Smog Blinds His Objectivity
Traveling newspaper correspondents -- for want of something better to report -- get their kicks by diagnosing the ills of each city on their itinerary.
And usually, because of deadlines and harassment by their editors, they have to do it fast. Like, say, 20 minutes after they check into their downtown hotel, they've got to unlock their typewriter and begin recording their impressions.
This gives them time to glance at the headlines of the local press, talk to two bellboys, a cab driver and one waitress and overhear an argument between a middle-aged matron and a room clerk.
The results generally are similar to the following, a recent summation of the city of Los Angeles by a correspondent of London's Daily Express:
"This is America's smog city. The filthy, swirling muck is as much a menace here to health and happiness as it is in London and Manchester...
"Whereas New York goes to ridiculous lengths upwards, Los Angeles goes to ridiculous lengths sideways.
"It is in area the world's largest city -- as all its taxi drivers never fail to point out proudly during their 20-mile, $5 drives.
"The result is appalling for city living.
"Two million, five hundred thousand people are smeared thinly over a 450-square mile area of perpetual suburb.
"Your neighbor is a half-hour drive away, your supermarket a healthy trek, your local pub a plane trip.
"A novelty shop on Hollywood Blvd. claims to sell 'real stardust -- gathered electromagnetically from outer space, with the aid of the latest scientific techniques.'
"Yet all the star-dusted creatures are supposed to live within a few blocks."
Taking this man's comments as a whole, I've got to admit that he encountered some pretty observant bellboys, waitresses, and cab drivers.
But there's one point where I take exception -- that crack about it being a plane trip to your local pub.
That's not true. And it's just this kind of propaganda that gives us a bad name all over the world.
While on the subject of plentiful pubs, I'm sorry to report that through some clever lobbying, the proponents of Senate Bill 1093 maneuvered their pet through the House and Senate in Sacramento, and onto the desk of Gov. Brown for signature.
Booze Sale Near Schools
The legislation opens up to retail liquor establishments and bars some previously protected territory around certain schools, institutions and hospitals where it would be dangerous, or at least ill advised, to peddle booze at the premises' gates.
It's pure special interest legislation. It's going to make a few people rich. (Or richer, as the case may be.)
And that's a rotten reason for permitting it to become law.
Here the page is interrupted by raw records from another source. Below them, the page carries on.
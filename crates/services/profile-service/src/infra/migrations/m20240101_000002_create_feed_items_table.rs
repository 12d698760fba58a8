//! Migration: Create feed_items table owned by user_accounts.

use domain::MAX_STATUS_TEXT_LENGTH;
use sea_orm_migration::prelude::*;

use super::m20240101_000001_create_user_accounts_table::UserAccounts;
use super::max_length;

#[derive(DeriveMigrationName)]
pub struct Migration;

#[async_trait::async_trait]
impl MigrationTrait for Migration {
    async fn up(&self, manager: &SchemaManager) -> Result<(), DbErr> {
        manager
            .create_table(
                Table::create()
                    .table(FeedItems::Table)
                    .if_not_exists()
                    .col(ColumnDef::new(FeedItems::Id).uuid().not_null().primary_key())
                    .col(ColumnDef::new(FeedItems::OwnerId).uuid().not_null())
                    .col(
                        ColumnDef::new(FeedItems::StatusText)
                            .string_len(MAX_STATUS_TEXT_LENGTH)
                            .not_null()
                            .check(max_length(FeedItems::StatusText, MAX_STATUS_TEXT_LENGTH)),
                    )
                    .col(
                        ColumnDef::new(FeedItems::CreatedOn)
                            .timestamp_with_time_zone()
                            .not_null(),
                    )
                    // Removing an account removes its feed
                    .foreign_key(
                        ForeignKey::create()
                            .name("fk_feed_items_owner_id")
                            .from(FeedItems::Table, FeedItems::OwnerId)
                            .to(UserAccounts::Table, UserAccounts::Id)
                            .on_delete(ForeignKeyAction::Cascade),
                    )
                    .to_owned(),
            )
            .await?;

        manager
            .create_index(
                Index::create()
                    .name("idx_feed_items_owner_id")
                    .table(FeedItems::Table)
                    .col(FeedItems::OwnerId)
                    .to_owned(),
            )
            .await
    }

    async fn down(&self, manager: &SchemaManager) -> Result<(), DbErr> {
        manager
            .drop_table(Table::drop().table(FeedItems::Table).to_owned())
            .await
    }
}

#[derive(DeriveIden)]
enum FeedItems {
    Table,
    Id,
    OwnerId,
    StatusText,
    CreatedOn,
}
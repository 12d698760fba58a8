//! Repository layer for data access.
//!
//! `AccountStore` and `FeedStore` are the storage capabilities the services
//! are composed with; the `Sea*` types implement them on SeaORM.

pub mod entities;
mod account_repository;
mod feed_repository;

pub use account_repository::{AccountStore, SeaAccountStore};
pub use feed_repository::{FeedStore, SeaFeedStore};

#[cfg(any(test, feature = "test-utils"))]
pub use account_repository::MockAccountStore;
#[cfg(any(test, feature = "test-utils"))]
pub use feed_repository::MockFeedStore;
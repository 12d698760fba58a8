//! User account database entity for SeaORM.

use sea_orm::entity::prelude::*;
use sea_orm::Set;

use domain::UserAccount;

#[derive(Clone, Debug, PartialEq, Eq, DeriveEntityModel)]
#[sea_orm(table_name = "user_accounts")]
pub struct Model {
    #[sea_orm(primary_key, auto_increment = false)]
    pub id: Uuid,
    #[sea_orm(unique)]
    pub email: String,
    pub name: String,
    pub password_hash: String,
    pub is_active: bool,
    pub is_staff: bool,
    pub is_superuser: bool,
}

#[derive(Copy, Clone, Debug, EnumIter, DeriveRelation)]
pub enum Relation {
    #[sea_orm(has_many = "super::feed_item::Entity")]
    FeedItems,
}

impl Related<super::feed_item::Entity> for Entity {
    fn to() -> RelationDef {
        Relation::FeedItems.def()
    }
}

impl ActiveModelBehavior for ActiveModel {}

/// Convert database model to domain entity
impl From<Model> for UserAccount {
    fn from(model: Model) -> Self {
        UserAccount {
            id: model.id,
            email: model.email,
            name: model.name,
            password_hash: model.password_hash,
            is_active: model.is_active,
            is_staff: model.is_staff,
            is_superuser: model.is_superuser,
        }
    }
}

/// Convert domain entity to an insertable active model
impl From<UserAccount> for ActiveModel {
    fn from(account: UserAccount) -> Self {
        ActiveModel {
            id: Set(account.id),
            email: Set(account.email),
            name: Set(account.name),
            password_hash: Set(account.password_hash),
            is_active: Set(account.is_active),
            is_staff: Set(account.is_staff),
            is_superuser: Set(account.is_superuser),
        }
    }
}
//! Account storage capability and its SeaORM implementation.

use async_trait::async_trait;
use sea_orm::{ActiveModelTrait, ColumnTrait, DatabaseConnection, EntityTrait, QueryFilter, Set};
use uuid::Uuid;

use super::entities::user_account::{self, ActiveModel, Entity as UserAccountEntity};
use common::{AppError, AppResult};
use domain::UserAccount;

#[cfg(any(test, feature = "test-utils"))]
use mockall::automock;

/// Account storage capability.
///
/// Constraint violations (duplicate email, oversized fields) are reported
/// by the store as-is.
#[cfg_attr(any(test, feature = "test-utils"), automock)]
#[async_trait]
pub trait AccountStore: Send + Sync {
    /// Persist a new account
    async fn create(&self, account: UserAccount) -> AppResult<UserAccount>;

    /// Find account by ID
    async fn find_by_id(&self, id: Uuid) -> AppResult<Option<UserAccount>>;

    /// Find account by (already normalized) email
    async fn find_by_email(&self, email: &str) -> AppResult<Option<UserAccount>>;

    /// Overwrite the stored fields of an existing account
    async fn update(&self, account: UserAccount) -> AppResult<UserAccount>;

    /// Delete account by ID; owned feed items go with it
    async fn delete(&self, id: Uuid) -> AppResult<()>;
}

/// SeaORM implementation of AccountStore
pub struct SeaAccountStore {
    db: DatabaseConnection,
}

impl SeaAccountStore {
    /// Create new store instance
    pub fn new(db: DatabaseConnection) -> Self {
        Self { db }
    }
}

#[async_trait]
impl AccountStore for SeaAccountStore {
    async fn create(&self, account: UserAccount) -> AppResult<UserAccount> {
        let model = ActiveModel::from(account)
            .insert(&self.db)
            .await
            .map_err(AppError::from)?;

        Ok(UserAccount::from(model))
    }

    async fn find_by_id(&self, id: Uuid) -> AppResult<Option<UserAccount>> {
        let result = UserAccountEntity::find_by_id(id)
            .one(&self.db)
            .await
            .map_err(AppError::from)?;

        Ok(result.map(UserAccount::from))
    }

    async fn find_by_email(&self, email: &str) -> AppResult<Option<UserAccount>> {
        let result = UserAccountEntity::find()
            .filter(user_account::Column::Email.eq(email))
            .one(&self.db)
            .await
            .map_err(AppError::from)?;

        Ok(result.map(UserAccount::from))
    }

    async fn update(&self, account: UserAccount) -> AppResult<UserAccount> {
        let existing = UserAccountEntity::find_by_id(account.id)
            .one(&self.db)
            .await?
            .ok_or(AppError::NotFound)?;

        let mut active: ActiveModel = existing.into();
        active.email = Set(account.email);
        active.name = Set(account.name);
        active.password_hash = Set(account.password_hash);
        active.is_active = Set(account.is_active);
        active.is_staff = Set(account.is_staff);
        active.is_superuser = Set(account.is_superuser);

        let model = active.update(&self.db).await.map_err(AppError::from)?;
        Ok(UserAccount::from(model))
    }

    async fn delete(&self, id: Uuid) -> AppResult<()> {
        let result = UserAccountEntity::delete_by_id(id)
            .exec(&self.db)
            .await
            .map_err(AppError::from)?;

        if result.rows_affected == 0 {
            return Err(AppError::NotFound);
        }

        Ok(())
    }
}
//! Profile Service - account and feed management CLI.

use clap::{Parser, Subcommand};
use tracing_subscriber::{layer::SubscriberExt, util::SubscriberInitExt};

use profile_service_lib::config::ProfileServiceConfig;
use profile_service_lib::{MigrateAction, Profiles};

#[derive(Parser)]
#[command(name = "profile-service")]
#[command(about = "User profile and status feed management")]
struct Cli {
    #[command(subcommand)]
    command: Commands,
}

#[derive(Subcommand)]
enum Commands {
    /// Database migration commands
    Migrate {
        #[command(subcommand)]
        action: MigrateCommands,
    },
    /// Create a regular user account
    CreateUser {
        #[arg(long)]
        email: String,
        #[arg(long)]
        name: String,
        /// Leave unset to create the account with an unusable password
        #[arg(long, env = "PROFILE_PASSWORD")]
        password: Option<String>,
    },
    /// Create a staff superuser account
    CreateSuperuser {
        #[arg(long)]
        email: String,
        #[arg(long)]
        name: String,
        #[arg(long, env = "PROFILE_PASSWORD")]
        password: String,
    },
    /// Post a status update for an existing account
    PostStatus {
        #[arg(long)]
        email: String,
        #[arg(long)]
        text: String,
    },
}

#[derive(Subcommand)]
enum MigrateCommands {
    /// Run pending migrations
    Up,
    /// Rollback last migration
    Down,
    /// Show migration status
    Status,
    /// Reset database and run all migrations
    Fresh,
}

#[tokio::main]
async fn main() -> Result<(), Box<dyn std::error::Error>> {
    // Also loads .env
    let config = ProfileServiceConfig::from_env();

    tracing_subscriber::registry()
        .with(
            tracing_subscriber::EnvFilter::try_from_default_env()
                .unwrap_or_else(|_| config.service.log_level.clone().into()),
        )
        .with(tracing_subscriber::fmt::layer())
        .init();

    let cli = Cli::parse();
    tracing::debug!(service = %config.service.service_name, "Configuration loaded");

    match cli.command {
        Commands::Migrate { action } => {
            let migrate_action = match action {
                MigrateCommands::Up => MigrateAction::Up,
                MigrateCommands::Down => MigrateAction::Down,
                MigrateCommands::Status => MigrateAction::Status,
                MigrateCommands::Fresh => MigrateAction::Fresh,
            };
            profile_service_lib::run_migrations(&config.database, migrate_action).await?;
        }
        Commands::CreateUser {
            email,
            name,
            password,
        } => {
            let profiles = Profiles::connect(&config.database).await?;
            let account = profiles
                .accounts
                .create_user(&email, &name, password.as_deref())
                .await?;
            println!("{}", account);
        }
        Commands::CreateSuperuser {
            email,
            name,
            password,
        } => {
            let profiles = Profiles::connect(&config.database).await?;
            let account = profiles
                .accounts
                .create_superuser(&email, &name, &password)
                .await?;
            println!("{}", account);
        }
        Commands::PostStatus { email, text } => {
            let profiles = Profiles::connect(&config.database).await?;
            let account = profiles.accounts.get_by_email(&email).await?;
            let item = profiles.feed.post_status(account.id, &text).await?;
            println!("{}", item);
        }
    }

    Ok(())
}
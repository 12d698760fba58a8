//! Migration: Create user_accounts table.

use domain::{MAX_EMAIL_LENGTH, MAX_NAME_LENGTH};
use sea_orm_migration::prelude::*;

use super::max_length;

#[derive(DeriveMigrationName)]
pub struct Migration;

#[async_trait::async_trait]
impl MigrationTrait for Migration {
    async fn up(&self, manager: &SchemaManager) -> Result<(), DbErr> {
        manager
            .create_table(
                Table::create()
                    .table(UserAccounts::Table)
                    .if_not_exists()
                    .col(ColumnDef::new(UserAccounts::Id).uuid().not_null().primary_key())
                    .col(
                        ColumnDef::new(UserAccounts::Email)
                            .string_len(MAX_EMAIL_LENGTH)
                            .not_null()
                            .unique_key()
                            .check(max_length(UserAccounts::Email, MAX_EMAIL_LENGTH)),
                    )
                    .col(
                        ColumnDef::new(UserAccounts::Name)
                            .string_len(MAX_NAME_LENGTH)
                            .not_null()
                            .check(max_length(UserAccounts::Name, MAX_NAME_LENGTH)),
                    )
                    .col(ColumnDef::new(UserAccounts::PasswordHash).string().not_null())
                    .col(
                        ColumnDef::new(UserAccounts::IsActive)
                            .boolean()
                            .not_null()
                            .default(true),
                    )
                    .col(
                        ColumnDef::new(UserAccounts::IsStaff)
                            .boolean()
                            .not_null()
                            .default(false),
                    )
                    .col(
                        ColumnDef::new(UserAccounts::IsSuperuser)
                            .boolean()
                            .not_null()
                            .default(false),
                    )
                    .to_owned(),
            )
            .await
    }

    async fn down(&self, manager: &SchemaManager) -> Result<(), DbErr> {
        manager
            .drop_table(Table::drop().table(UserAccounts::Table).to_owned())
            .await
    }
}

#[derive(DeriveIden)]
pub(super) enum UserAccounts {
    Table,
    Id,
    Email,
    Name,
    PasswordHash,
    IsActive,
    IsStaff,
    IsSuperuser,
}
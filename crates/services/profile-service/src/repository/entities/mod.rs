//! SeaORM entity definitions
//!
//! These are database-specific entities separate from domain models.

pub mod feed_item;
pub mod user_account;
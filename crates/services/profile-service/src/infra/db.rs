//! Database connection and initialization.

use std::collections::HashSet;

use common::DatabaseConfig;
use sea_orm::{
    ConnectOptions, ConnectionTrait, Database as SeaDatabase, DatabaseConnection, DbErr,
    EntityTrait, QueryOrder, Statement,
};
use sea_orm_migration::{seaql_migrations, MigratorTrait};

use super::migrations::Migrator;

/// Database wrapper for connection management
#[derive(Clone)]
pub struct Database {
    connection: DatabaseConnection,
}

impl Database {
    /// Initialize database connection and run migrations.
    pub async fn connect(config: &DatabaseConfig) -> Result<Self, DbErr> {
        let db = Self::connect_without_migrations(config).await?;

        // Run pending migrations
        Migrator::up(&db.connection, None).await?;
        tracing::info!("Database connected and migrations applied");

        Ok(db)
    }

    /// Connect without running migrations (for CLI commands).
    pub async fn connect_without_migrations(config: &DatabaseConfig) -> Result<Self, DbErr> {
        let mut options = ConnectOptions::new(config.url.clone());
        options
            .max_connections(config.max_connections)
            .min_connections(config.min_connections)
            .sqlx_logging(false);

        let connection = SeaDatabase::connect(options).await?;
        Ok(Self { connection })
    }

    /// Get a reference to the database connection.
    pub fn connection(&self) -> &DatabaseConnection {
        &self.connection
    }

    /// Get a clone of the database connection.
    pub fn get_connection(&self) -> DatabaseConnection {
        self.connection.clone()
    }

    /// Run pending migrations.
    pub async fn run_migrations(&self) -> Result<(), DbErr> {
        Migrator::up(&self.connection, None).await
    }

    /// Rollback the last migration.
    pub async fn rollback_migration(&self) -> Result<(), DbErr> {
        Migrator::down(&self.connection, Some(1)).await
    }

    /// Get migration status (list all migrations with applied status).
    pub async fn migration_status(&self) -> Result<Vec<(String, bool)>, DbErr> {
        let applied: HashSet<String> = seaql_migrations::Entity::find()
            .order_by_asc(seaql_migrations::Column::Version)
            .all(&self.connection)
            .await?
            .into_iter()
            .map(|m| m.version)
            .collect();

        Ok(Migrator::migrations()
            .iter()
            .map(|m| {
                let name = m.name().to_string();
                let is_applied = applied.contains(&name);
                (name, is_applied)
            })
            .collect())
    }

    /// Reset database and run all migrations fresh.
    pub async fn fresh_migrations(&self) -> Result<(), DbErr> {
        Migrator::fresh(&self.connection).await
    }

    /// Check database connectivity by executing a simple query.
    pub async fn ping(&self) -> Result<(), DbErr> {
        self.connection
            .execute(Statement::from_string(
                self.connection.get_database_backend(),
                "SELECT 1".to_string(),
            ))
            .await?;
        Ok(())
    }
}
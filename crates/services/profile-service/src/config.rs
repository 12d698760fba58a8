//! Profile service configuration.

use std::env;

use common::{DatabaseConfig, ServiceConfig};

/// Profile service configuration.
#[derive(Debug, Clone)]
pub struct ProfileServiceConfig {
    pub service: ServiceConfig,
    pub database: DatabaseConfig,
}

impl ProfileServiceConfig {
    /// Load configuration from environment variables.
    ///
    /// Reads `.env` first; service-specific variables win over the generic ones.
    pub fn from_env() -> Self {
        dotenvy::dotenv().ok();

        let defaults = Self::default();

        Self {
            service: ServiceConfig {
                service_name: defaults.service.service_name,
                log_level: env::var("PROFILE_SERVICE_LOG_LEVEL")
                    .unwrap_or(defaults.service.log_level),
            },
            database: DatabaseConfig {
                url: env::var("PROFILE_SERVICE_DATABASE_URL")
                    .or_else(|_| env::var("DATABASE_URL"))
                    .unwrap_or(defaults.database.url),
                max_connections: env::var("DATABASE_MAX_CONNECTIONS")
                    .ok()
                    .and_then(|v| v.parse().ok())
                    .unwrap_or(defaults.database.max_connections),
                min_connections: env::var("DATABASE_MIN_CONNECTIONS")
                    .ok()
                    .and_then(|v| v.parse().ok())
                    .unwrap_or(defaults.database.min_connections),
            },
        }
    }
}

impl Default for ProfileServiceConfig {
    fn default() -> Self {
        Self {
            service: ServiceConfig {
                service_name: "profile-service".to_string(),
                log_level: "info".to_string(),
            },
            database: DatabaseConfig::default(),
        }
    }
}
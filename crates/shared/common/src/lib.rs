//! Common utilities shared across services.
//!
//! This crate provides:
//! - Unified error handling
//! - Configuration structures

pub mod config;
pub mod error;

pub use config::*;
pub use error::{AppError, AppResult, OptionExt};
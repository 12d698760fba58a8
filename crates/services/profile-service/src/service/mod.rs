//! Service layer - account and feed use cases.

mod account_service;
mod feed_service;

pub use account_service::{AccountService, UserAccountFactory};
pub use feed_service::{FeedManager, FeedService};
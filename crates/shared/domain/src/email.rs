//! Email address normalization.

/// Normalize an email address by lower-casing its domain part.
///
/// The address is split at the last `@`; the local part is kept verbatim
/// since mailbox names may be case-sensitive. Input without an `@` is
/// returned unchanged, untrimmed, matching Django's `normalize_email`.
pub fn normalize_email(email: &str) -> String {
    match email.trim().rsplit_once('@') {
        Some((local, domain)) => format!("{}@{}", local, domain.to_lowercase()),
        None => email.to_string(),
    }
}

/// Check whether an email value counts as missing.
pub fn is_blank(email: &str) -> bool {
    email.trim().is_empty()
}

#[cfg(test)]
mod tests {
    use super::*;

    #[test]
    fn test_lowercases_domain_only() {
        assert_eq!(normalize_email("a@EXAMPLE.com"), "a@example.com");
        assert_eq!(normalize_email("Jo.Smith@X.COM"), "Jo.Smith@x.com");
    }

    #[test]
    fn test_splits_on_last_at_sign() {
        assert_eq!(normalize_email("\"a@b\"@Example.ORG"), "\"a@b\"@example.org");
    }

    #[test]
    fn test_trims_surrounding_whitespace() {
        assert_eq!(normalize_email("  jo@X.com \n"), "jo@x.com");
    }

    #[test]
    fn test_without_at_sign_is_unchanged() {
        assert_eq!(normalize_email("Not-An-Email"), "Not-An-Email");
        assert_eq!(normalize_email(" Not-An-Email "), " Not-An-Email ");
    }

    #[test]
    fn test_blank_detection() {
        assert!(is_blank(""));
        assert!(is_blank("   "));
        assert!(!is_blank("a@b.c"));
    }
}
If you're interested in stopping it, drop a card to Gov. Brown. His veto can kill it.
As proof that the public can have the final say in government if it's willing to speak up, an ordinance outlawing pinball machines went into effect this week in El Monte.
The profitable pinball pay-off games -- for years well protected by selfish interests in the community -- were finally put to a vote a couple of weeks ago after some intensive petition passing by concerned parents in the area.
The citizens effected the ban by a 535-to-334 vote.